Goodness Me: Spiderweb Software Is Twenty

By John Walker on July 10th, 2013 at 5:00 pm.

We’re a couple of days late with this, but I felt it really deserves a mention. Spiderweb Software, the studio that creates classic isometric RPGs, has just celebrated its 20th birthday. There aren’t many studios that can claim that, especially with the original team still working there. Of course, it helps that the original team is Jeff Vogel.

That’s not quite fair. Regular contributors like Andrew Hunter, Linda Strout and Mariann Krizsan have been with him along the way, but Vogel is the core creator behind 21 games over 20 years. Games like the Geneforge series, the Avadon run, and the Avernum roleplayers. And the 21st is Avadon 2: The Corruption, due sometime later this year.

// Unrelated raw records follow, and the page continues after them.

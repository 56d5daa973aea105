//! Finite State API client library.
//!
//! A Rust library for the Finite State platform's GraphQL API. Entity
//! operations are traits (Get, List, Create) that entity types implement;
//! the long-running parts of the API (exports, uploads) are plain async
//! functions built on the same client.
//!
//! # Quick Start
//!
//! ```no_run
//! use finitestate::{
//!     AuthClient, ClientConfig, FindingQuery, FiniteStateClient, Get, List, Asset, TokenCache,
//! };
//!
//! #[tokio::main]
//! async fn main() -> finitestate::Result<()> {
//!     // Credentials come from CLIENT_ID, CLIENT_SECRET and ORGANIZATION_CONTEXT
//!     let config = ClientConfig::from_env()?;
//!
//!     // Reuse a cached token while it is fresh
//!     let mut cache = TokenCache::new(&config.organization_context, Some(&config.client_id));
//!     let token = cache.get_token(&AuthClient::new(&config)?).await?;
//!     let client = FiniteStateClient::from_config(&config, &token)?;
//!
//!     // Get an asset by ID
//!     let asset = Asset::get(&client, "asset-id").await?;
//!     println!("Asset: {}", asset.name);
//!
//!     // List all assets, following cursors until the last page
//!     let assets = Asset::list_all(&client, &Default::default()).await?;
//!     println!("Found {} assets", assets.len());
//!
//!     // Fetch at most 50 findings for one asset version
//!     let query = FindingQuery {
//!         asset_version_id: Some("asset-version-id".into()),
//!         limit: Some(50),
//!         ..Default::default()
//!     };
//!     let findings = finitestate::get_findings(&client, &query).await?;
//!     println!("Found {} findings", findings.len());
//!
//!     Ok(())
//! }
//! ```
//!
//! # Architecture
//!
//! - [`FiniteStateClient`] sends GraphQL documents with the auth and
//!   organization headers and retries failed queries (never mutations).
//! - [`get_all_paginated_results`] follows `_cursor` pagination.
//! - [`ExportJob::wait_for_download`] polls an export job under a
//!   [`PollPolicy`].
//! - [`UploadSession`] drives a chunked multipart upload.
//! - [`TokenCache`] keeps a token on disk for up to 24 hours.
//!
//! # Configuration
//!
//! [`ClientConfig::from_env`] reads:
//!
//! - `CLIENT_ID`, `CLIENT_SECRET`, `ORGANIZATION_CONTEXT` (required)
//! - `FINITE_STATE_API_URL`, `FINITE_STATE_TOKEN_URL`,
//!   `FINITE_STATE_AUDIENCE` (optional, default to production)

mod auth;
mod client;
mod config;
mod error;
mod export;
mod graphql;
mod models;
mod pagination;
mod retry;
mod token_cache;
mod traits;
mod upload;
mod workflow;

pub mod cli;
pub mod output;

#[cfg(feature = "test-server")]
pub mod mock_server;

// Re-export core types
pub use auth::{get_auth_token, AuthClient, TokenSource};
pub use client::FiniteStateClient;
pub use config::{ClientConfig, DEFAULT_API_URL, DEFAULT_AUDIENCE, DEFAULT_TOKEN_URL};
pub use error::{FiniteStateError, GraphQlErrorDetail, Result};
pub use graphql::{is_mutation, GraphQlRequest};
pub use pagination::{
    get_all_paginated_results, paginate, Page, CURSOR_FIELD, DEFAULT_PAGE_SIZE, MAX_PAGE_SIZE,
};
pub use retry::{RetryPolicy, MAX_BACKOFF};
pub use token_cache::{TokenCache, DEFAULT_CACHE_ROOT, TOKEN_MAX_AGE};

// Re-export traits
pub use traits::{Create, Get, List};

// Re-export models
pub use models::*;

// Exports and downloads
pub use export::{
    download_asset_version_report, download_product_report, download_sbom, download_to_file,
    export_job_id_from, generate_download_url, generate_report_download_url,
    generate_sbom_download_url, launch_export, CompletedExport, ExportJob, ExportKind,
    ExportLaunch, ExportStatus, PollPolicy, ReportSubtype, ReportTarget, ReportType, SbomSubtype,
    SbomType,
};

// Uploads
pub use upload::{
    launch_binary_upload_processing, read_chunk, upload_file_for_binary_analysis,
    upload_test_results_file, ChunkSize, CompletedPart, UploadSession, DEFAULT_CHUNK_SIZE,
    MAX_CHUNK_SIZE, MIN_CHUNK_SIZE,
};
pub use workflow::{
    create_new_asset_version_and_upload_binary, create_new_asset_version_and_upload_test_results,
    create_new_asset_version_artifact_and_test_for_upload, NewAssetVersion,
};

pub use output::PrettyPrint;
use std::sync::atomic::{AtomicU64, Ordering};
use std::sync::Arc;
use std::time::{Duration, Instant};

/// Millisecond clock the experiment reads click timestamps from
pub trait Timer: Clone + Send + Sync {
    /// Milliseconds since the timer's epoch
    fn now_ms(&self) -> u64;

    fn elapsed(&self, since_ms: u64) -> Duration {
        Duration::from_millis(self.now_ms().saturating_sub(since_ms))
    }
}

/// Monotonic timer anchored at construction
#[derive(Debug, Clone)]
pub struct HighPrecisionTimer {
    pub start: Instant,
}

impl Timer for HighPrecisionTimer {
    fn now_ms(&self) -> u64 {
        self.start.elapsed().as_millis() as u64
    }
}

impl HighPrecisionTimer {
    pub fn new() -> Self {
        Self {
            start: Instant::now(),
        }
    }

    pub fn now_ns(&self) -> u64 {
        self.start.elapsed().as_nanos() as u64
    }
}

impl Default for HighPrecisionTimer {
    fn default() -> Self {
        Self::new()
    }
}

/// Timer that only moves when told to. Clones share the same clock, so a
/// driver can keep one handle and advance time seen by the experiment.
#[derive(Debug, Clone, Default)]
pub struct ManualTimer {
    now: Arc<AtomicU64>,
}

impl ManualTimer {
    pub fn new(start_ms: u64) -> Self {
        Self {
            now: Arc::new(AtomicU64::new(start_ms)),
        }
    }

    pub fn advance(&self, d: Duration) {
        self.now.fetch_add(d.as_millis() as u64, Ordering::SeqCst);
    }

    pub fn advance_ms(&self, ms: u64) {
        self.now.fetch_add(ms, Ordering::SeqCst);
    }

    pub fn set_ms(&self, ms: u64) {
        self.now.store(ms, Ordering::SeqCst);
    }
}

impl Timer for ManualTimer {
    fn now_ms(&self) -> u64 {
        self.now.load(Ordering::SeqCst)
    }
}
use fitts_core::{Axis, FittsError, Padding, Point, Result, Viewport};

/// Polar projection of `distance` pixels along `angle_deg` from `origin`
pub fn project(origin: Point, angle_deg: f64, distance: f64) -> Point {
    let radians = angle_deg.to_radians();
    Point::new(
        origin.x + radians.cos() * distance,
        origin.y + radians.sin() * distance,
    )
}

/// Keeps a target of side `size` inside the viewport minus padding.
/// A viewport that cannot hold `2 * padding + size` on either axis is rejected.
pub fn clamp_to_viewport(
    candidate: Point,
    size: u32,
    viewport: Viewport,
    padding: Padding,
) -> Result<Point> {
    let size = size as f64;
    Ok(Point::new(
        clamp_axis(candidate.x, viewport.width, padding.x, size, Axis::X)?,
        clamp_axis(candidate.y, viewport.height, padding.y, size, Axis::Y)?,
    ))
}

/// Fails when the viewport cannot fit the target on either axis
pub fn check_fits(size: u32, viewport: Viewport, padding: Padding) -> Result<()> {
    clamp_to_viewport(Point::new(padding.x, padding.y), size, viewport, padding).map(|_| ())
}

fn clamp_axis(value: f64, extent: f64, padding: f64, size: f64, axis: Axis) -> Result<f64> {
    let required = 2.0 * padding + size;
    if extent < required {
        return Err(FittsError::ViewportTooSmall {
            axis,
            available: extent,
            required,
        });
    }
    let lower = padding;
    let upper = extent - padding - size;
    Ok(value.max(lower).min(upper))
}
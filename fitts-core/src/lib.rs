pub mod error;
pub mod session;
pub mod target;
pub mod trial;

pub use error::{Axis, FittsError, Result};
pub use session::{Session, SessionStatus};
pub use target::{Padding, Point, TargetState, Viewport};
pub use trial::{Direction, TrialRecord};
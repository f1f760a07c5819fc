use crate::config::Config;
use crate::participant::{MovementModel, SimulatedParticipant};
use crate::Cli;
use anyhow::{bail, Context, Result};
use fitts_core::Viewport;
use fitts_experiment::{ClickOutcome, ExperimentConfig, TrialSequencer};
use fitts_export::{export_filename, Exporter, FileSink, TimeFormat};
use fitts_timing::{HighPrecisionTimer, ManualTimer, Timer};
use log::{debug, info};
use rand::rngs::StdRng;
use rand::SeedableRng;
use std::{
    fs,
    path::{Path, PathBuf},
};

pub struct App {
    participant_name: String,
    experiment: TrialSequencer<ManualTimer, StdRng>,
    participant: SimulatedParticipant<StdRng>,
    timer: ManualTimer,
    exporter: Exporter,
    sink: FileSink,
}

impl App {
    pub fn new(cli: Cli) -> Result<Self> {
        if !(0.0..=1.0).contains(&cli.misclick_rate) {
            bail!("--misclick-rate must be in [0, 1], got {}", cli.misclick_rate);
        }
        let viewport_ok = cli.width.is_finite() && cli.height.is_finite();
        if !viewport_ok || cli.width <= 0.0 || cli.height <= 0.0 {
            bail!("viewport must be positive, got {}x{}", cli.width, cli.height);
        }
        FileSink::check_file_name(&export_filename(cli.name.trim()))
            .with_context(|| format!("Participant name {:?} cannot be used", cli.name))?;

        let config = match &cli.config {
            Some(path) => load_experiment_config(path)?,
            None => ExperimentConfig::default(),
        };
        let output_dir = match cli.output_dir {
            Some(dir) => dir,
            None => Config::from_env()?.output_dir(),
        };

        let seed = cli.seed.unwrap_or_else(rand::random);
        info!("Using seed {seed}");

        let viewport = Viewport::new(cli.width, cli.height);
        let timer = ManualTimer::new(0);
        let experiment = TrialSequencer::new(
            config,
            viewport,
            timer.clone(),
            StdRng::seed_from_u64(seed),
        )
        .context("Invalid experiment configuration")?;

        let participant = SimulatedParticipant::new(
            StdRng::seed_from_u64(seed.wrapping_add(1)),
            cli.misclick_rate,
            MovementModel::default(),
            viewport.center(),
        );
        let format = if cli.padded_time {
            TimeFormat::Padded
        } else {
            TimeFormat::Compat
        };

        Ok(Self {
            participant_name: cli.name,
            experiment,
            participant,
            timer,
            exporter: Exporter::new(format),
            sink: FileSink::new(output_dir),
        })
    }

    pub fn run(mut self) -> Result<PathBuf> {
        info!("=== FITTS' LAW EXPERIMENT ===");
        let viewport = self.experiment.viewport();
        info!("Viewport: {}x{}", viewport.width, viewport.height);
        info!("Output directory: {}", self.sink.output_dir().display());

        let wall = HighPrecisionTimer::new();
        self.experiment
            .start(&self.participant_name)
            .context("Could not start the session")?;

        while !self.experiment.is_complete() {
            let outcome = self
                .participant
                .perform_trial(&mut self.experiment, &self.timer)?;
            if let ClickOutcome::Advanced(record) = &outcome {
                let (done, limit) = self.experiment.progress();
                if done % 50 == 0 {
                    info!("Progress: {done}/{limit}");
                }
                debug!("Trial {} took {} ms", record.trial_id, record.elapsed_ms);
            }
        }

        let session = self.experiment.session();
        let misclicks: u32 = session.trials().iter().map(|t| t.misclicks).sum();
        info!(
            "Experiment complete: {} trials, {} misclicks, {:.1} s simulated in {} ms",
            session.trial_count(),
            misclicks,
            self.timer.now_ms() as f64 / 1000.0,
            wall.now_ms()
        );

        let path = self
            .exporter
            .export(session, &mut self.sink)
            .context("Failed to export results")?;
        info!("Results saved to: {}", path.display());
        Ok(path)
    }
}

fn load_experiment_config(path: &Path) -> Result<ExperimentConfig> {
    let text = fs::read_to_string(path)
        .with_context(|| format!("Failed to read config file {}", path.display()))?;
    let config = ExperimentConfig::from_json_str(&text)
        .with_context(|| format!("Invalid config file {}", path.display()))?;
    Ok(config)
}
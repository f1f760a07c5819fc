use fitts_core::{Direction, Point, Viewport};
use rand::Rng;
use std::ops::Range;

/// Screen region holding the target's top-left corner.
/// Coordinates on a threshold belong to the right/bottom side.
#[derive(Debug, Clone, Copy, PartialEq, Eq)]
pub enum Quadrant {
    TopLeft,
    TopRight,
    BottomLeft,
    BottomRight,
}

impl Quadrant {
    pub fn locate(position: Point, split: Point) -> Self {
        let left = position.x < split.x;
        let top = position.y < split.y;
        match (left, top) {
            (true, true) => Quadrant::TopLeft,
            (false, false) => Quadrant::BottomRight,
            (true, false) => Quadrant::BottomLeft,
            (false, true) => Quadrant::TopRight,
        }
    }

    /// Angular interval in degrees the next movement is drawn from
    pub fn angle_range(&self) -> Range<f64> {
        match self {
            Quadrant::TopLeft => 0.0..90.0,
            Quadrant::TopRight => 90.0..180.0,
            Quadrant::BottomRight => 180.0..270.0,
            Quadrant::BottomLeft => 270.0..360.0,
        }
    }

    pub fn direction(&self) -> Direction {
        match self {
            Quadrant::TopLeft | Quadrant::BottomLeft => Direction::Positive,
            Quadrant::TopRight | Quadrant::BottomRight => Direction::Negative,
        }
    }
}

#[derive(Debug, Clone, Copy, PartialEq)]
pub struct Heading {
    pub quadrant: Quadrant,
    pub angle_deg: f64,
    pub direction: Direction,
}

/// Quadrant thresholds: the configured split, or the viewport midlines
pub fn split_for(viewport: Viewport, configured: Option<Point>) -> Point {
    configured.unwrap_or_else(|| viewport.center())
}

pub fn choose_heading<R: Rng + ?Sized>(position: Point, split: Point, rng: &mut R) -> Heading {
    let quadrant = Quadrant::locate(position, split);
    let angle_deg = rng.random_range(quadrant.angle_range());
    Heading {
        quadrant,
        angle_deg,
        direction: quadrant.direction(),
    }
}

Recently Spiderweb have found broader success by releasing their games for tablets as well as PC/Mac, and I can testify to their excellence on both platforms. It’s tempting to describe the games as “hardcore RPGs”, but that never feels fair. They’re “classic RPGs”, born of a world where Ultima ruled, never feeling the need to abandon a simple aesthetic and interface, while offering extraordinary depth in story and exploration. Just the written content alone makes his one-a-year output absolutely remarkable, let alone that it appears in engrossing games.

Most of Spiderweb’s games are now on Steam, at far more sensible prices than their own peculiar webstore. You can pick up all of the games in one go for £30, or individual games for between £4 and £7. Which is an awful lot cheaper than the odd $15 to $20 that Vogel charges directly.

If you’re looking for somewhere to start, I strongly recommend picking up Avernum: Escape From The Pit – a remake of the original Avernum game, as well as the first in the new series, Avadon: The Black Fortress. Both have provided me with oodles of hours of entertainment, and I dip back in pretty regularly.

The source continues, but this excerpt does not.